Updated: Jan 1
“When suffering constricts the heart, awe stretches it back out, making us more compassionate, more loving, more present.”
~ from See No Stranger: A Memoir and Manifesto of Revolutionary Love by Valerie Kaur.
I believe this to be true. These days I go searching for awe wherever I am and in whatever I do. It's not always easy until I realize I’m in control of how high or low to set the bar. Lately, I have found awe in the way the lights on our Christmas tree reflect on the window making it appear that the outside forest is lit up; the way our cat and dog curl peacefully on the rug, like a parenthesis; how their breath pairs, bellies lifting and dipping in unison; how the loon at the beach follows me as I walk back and forth counting my steps; how the sunset in the harbor casts a pink glow on the shallows where I search for heart rocks; how I always find one, a heart rock, no matter how small.
The other day I walked for an hour with no heart rocks in view. I decided it was time to let it go for today, to just be. So, I sat on a ledge, closed my eyes, and let the sound of the outgoing tide and the cry of a gull become my momentary purpose, telling myself, yes, more of this, yes. When I opened my eyes, I looked down and... Voila!
(Photo: Jodi Paloni)
I'm curious. What are you doing to take care of your tender and tenacious hearts in times of deeply personal and widely global hardships, your feelings of hopelessness, loneliness, and despair? How do you find respite? Where do you create a niche of relief? Might collecting awe-inspired moments serve solace and also serve your creative process?
On a literary note, writer and revered writing teacher, Pam Houston, talks about how jotting down inspiring self-contained moments, what she calls “glimmers” or “mini-themes,” and how linking random “glimmers” (making associative leaps) inspires her drafts. Here’s an excerpt from an interview she gave at The Harberdasher, followed by some links to learn more.
JH: How do you stay inspired to write?
PH: By going out in the physical world (often the natural world) and really paying attention. All of my work comes from my experience in the physical world…. The real world, you might say, though I intentionally don’t. I move through the world and I wait until something “glimmers” at me, until something says, “Hey writer, over here, pay attention.” It can be a seal’s head popping up in an ocean wave, or the color the bark of the Aspens turn just before they leaf out, or a snippet of conversation overheard at a coffee shop or a piece of graffiti on an underpass…. Just about anything, but some of those glimmers feel like they have resonance. It feels as though this thing in the outside world is somehow going to help me unlock some story I have to tell. I don’t think too much about the how of that. I just trust that it will happen, and often, when I actually sit down to write and gather all the recent glimmers around me, a story does in fact emerge.

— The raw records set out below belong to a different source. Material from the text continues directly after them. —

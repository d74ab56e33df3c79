//! Tracer handles and the active-span guard.
//!
//! A span is owned by exactly one [`ActiveSpan`] until it closes. Closing
//! happens once: on [`ActiveSpan::end`] or when the guard is dropped, which
//! covers early returns, `?` propagation and panics unwinding through the
//! caller. A span closed by a panic is marked [`SpanStatus::Error`].

use std::sync::Arc;

use crate::telemetry::processor::BatchSpanProcessor;
use crate::telemetry::span::{AttributeValue, Span, SpanStatus};

/// Lightweight handle that opens spans routed to one processor.
#[derive(Clone)]
pub struct Tracer {
    scope: Arc<str>,
    processor: Arc<BatchSpanProcessor>,
}

impl Tracer {
    pub(crate) fn new(scope: &str, processor: Arc<BatchSpanProcessor>) -> Self {
        Self {
            scope: Arc::from(scope),
            processor,
        }
    }

    /// Open a span. It closes when the guard is ended or dropped.
    pub fn start(&self, name: impl Into<String>) -> ActiveSpan {
        ActiveSpan {
            span: Some(Span::new(self.scope.as_ref(), name)),
            processor: Arc::clone(&self.processor),
        }
    }

    /// Run `f` inside a new span and close the span however `f` exits.
    pub fn in_span<F, R>(&self, name: impl Into<String>, f: F) -> R
    where
        F: FnOnce(&mut ActiveSpan) -> R,
    {
        let mut span = self.start(name);
        f(&mut span)
    }
}

impl std::fmt::Debug for Tracer {
    fn fmt(&self, f: &mut std::fmt::Formatter<'_>) -> std::fmt::Result {
        f.debug_struct("Tracer").field("scope", &self.scope).finish()
    }
}

/// An open span. Mutations are only possible while the guard is alive.
pub struct ActiveSpan {
    span: Option<Span>,
    processor: Arc<BatchSpanProcessor>,
}

impl ActiveSpan {
    /// Set an attribute; a repeated key overwrites the previous value.
    pub fn set_attribute(&mut self, key: impl Into<String>, value: impl Into<AttributeValue>) {
        if let Some(span) = self.span.as_mut() {
            span.attributes.set(key, value);
        }
    }

    pub fn set_status(&mut self, status: SpanStatus) {
        if let Some(span) = self.span.as_mut() {
            span.status = status;
        }
    }

    /// Close the span now and hand it to the processor.
    pub fn end(mut self) {
        self.close();
    }

    fn close(&mut self) {
        if let Some(mut span) = self.span.take() {
            if std::thread::panicking() {
                span.status = SpanStatus::Error;
            }
            span.end();
            self.processor.on_end(span);
        }
    }
}

impl Drop for ActiveSpan {
    fn drop(&mut self) {
        self.close();
    }
}

#[cfg(test)]
mod tests {
    use super::*;
    use crate::telemetry::exporter::InMemoryExporter;
    use crate::telemetry::processor::BatchConfig;
    use std::panic::{catch_unwind, AssertUnwindSafe};

    fn tracer() -> (Tracer, Arc<BatchSpanProcessor>, Arc<InMemoryExporter>) {
        let exporter = Arc::new(InMemoryExporter::new());
        let processor = Arc::new(BatchSpanProcessor::new(BatchConfig::default(), exporter.clone()));
        (Tracer::new("test", Arc::clone(&processor)), processor, exporter)
    }

    #[tokio::test]
    async fn test_span_closed_on_normal_return() {
        let (tracer, processor, exporter) = tracer();

        let value = tracer.in_span("ok", |span| {
            span.set_attribute("k", "v");
            42
        });
        assert_eq!(value, 42);

        processor.shutdown().await.unwrap();
        let spans = exporter.spans();
        assert_eq!(spans.len(), 1);
        assert!(spans[0].end_time.is_some());
        assert_eq!(spans[0].status, SpanStatus::Ok);
        assert_eq!(spans[0].scope, "test");
    }

    #[tokio::test]
    async fn test_span_closed_on_error_return() {
        let (tracer, processor, exporter) = tracer();

        let result: Result<(), String> = tracer.in_span("fails", |span| {
            span.set_attribute("step", 1);
            Err::<(), _>("boom".to_string())?;
            span.set_attribute("step", 2);
            Ok(())
        });
        assert!(result.is_err());

        processor.shutdown().await.unwrap();
        let spans = exporter.spans();
        assert_eq!(spans.len(), 1);
        assert!(spans[0].end_time.is_some());
        assert_eq!(spans[0].attributes.get("step"), Some(&AttributeValue::Int(1)));
    }

    #[tokio::test]
    async fn test_span_closed_on_panic() {
        let (tracer, processor, exporter) = tracer();

        let outcome = catch_unwind(AssertUnwindSafe(|| {
            tracer.in_span("panics", |_span| {
                panic!("handler blew up");
            })
        }));
        assert!(outcome.is_err());

        processor.shutdown().await.unwrap();
        let spans = exporter.spans();
        assert_eq!(spans.len(), 1);
        assert!(spans[0].end_time.is_some());
        assert_eq!(spans[0].status, SpanStatus::Error);
    }

    #[tokio::test]
    async fn test_explicit_end_closes_once() {
        let (tracer, processor, exporter) = tracer();

        let mut span = tracer.start("manual");
        span.set_attribute("k", 1);
        span.set_attribute("k", 2);
        span.end();

        processor.shutdown().await.unwrap();
        let spans = exporter.spans();
        assert_eq!(spans.len(), 1);
        assert_eq!(spans[0].attributes.len(), 1);
        assert_eq!(spans[0].attributes.get("k"), Some(&AttributeValue::Int(2)));
    }

    #[tokio::test]
    async fn test_guard_survives_await_points() {
        let (tracer, processor, exporter) = tracer();

        {
            let mut span = tracer.start("async-work");
            tokio::task::yield_now().await;
            span.set_attribute("done", true);
        }

        processor.shutdown().await.unwrap();
        assert_eq!(exporter.spans()[0].attributes.get("done"), Some(&AttributeValue::Bool(true)));
    }
}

Here's the whole interview.
And here is an interview in which Pam gives a reading from her book, Contents May Have Shifted, and talks about how she puts together a project. I love what she says about poetry.
And speaking of glimmers, there promises to be some fabulous star-gazing out there all month!
~ Begin an ongoing list of awe-inspiring moments as you meet with them. Keep a notebook by your bed, or in your car, or keep one in both places. Post it on the refrigerator to make it more present and/or to share it with family. This can help to keep awe front and center, keep the momentum of a group collection going.
~ Go on a scavenger hunt in search of “a bundle of awe” by foot or by car. See if you can find at least 8 awe-inspired moments. I like the number 8 as it reminds me of the infinity symbol. Jot down your account of it in your notebook or make a sketch to replicate the moment.
~ Take an awe-inspired moment or a pair or a triplet of moments and write about it. Let the moment lead you down the path of writing sensory details, telling a story, connecting awe to a memory of similar awe from your past. If you write fiction, use the moment to spark a story. As what if? And, what if?
~ Cut or create paper pieces, one to represent each of these moments or glimmers, and create a collage. Pam Houston says that, in some ways, as a writer, she is also “a collagist” in the way she puts together pieces to create a whole.
~ If going out and searching for moments of awe doesn’t appeal to you, how about going out and letting one come to you. Or, how about leaving something that could become a glimmer for someone else?
(Photo: Jodi Paloni)
Enjoy! I'll be back when the moon is next full.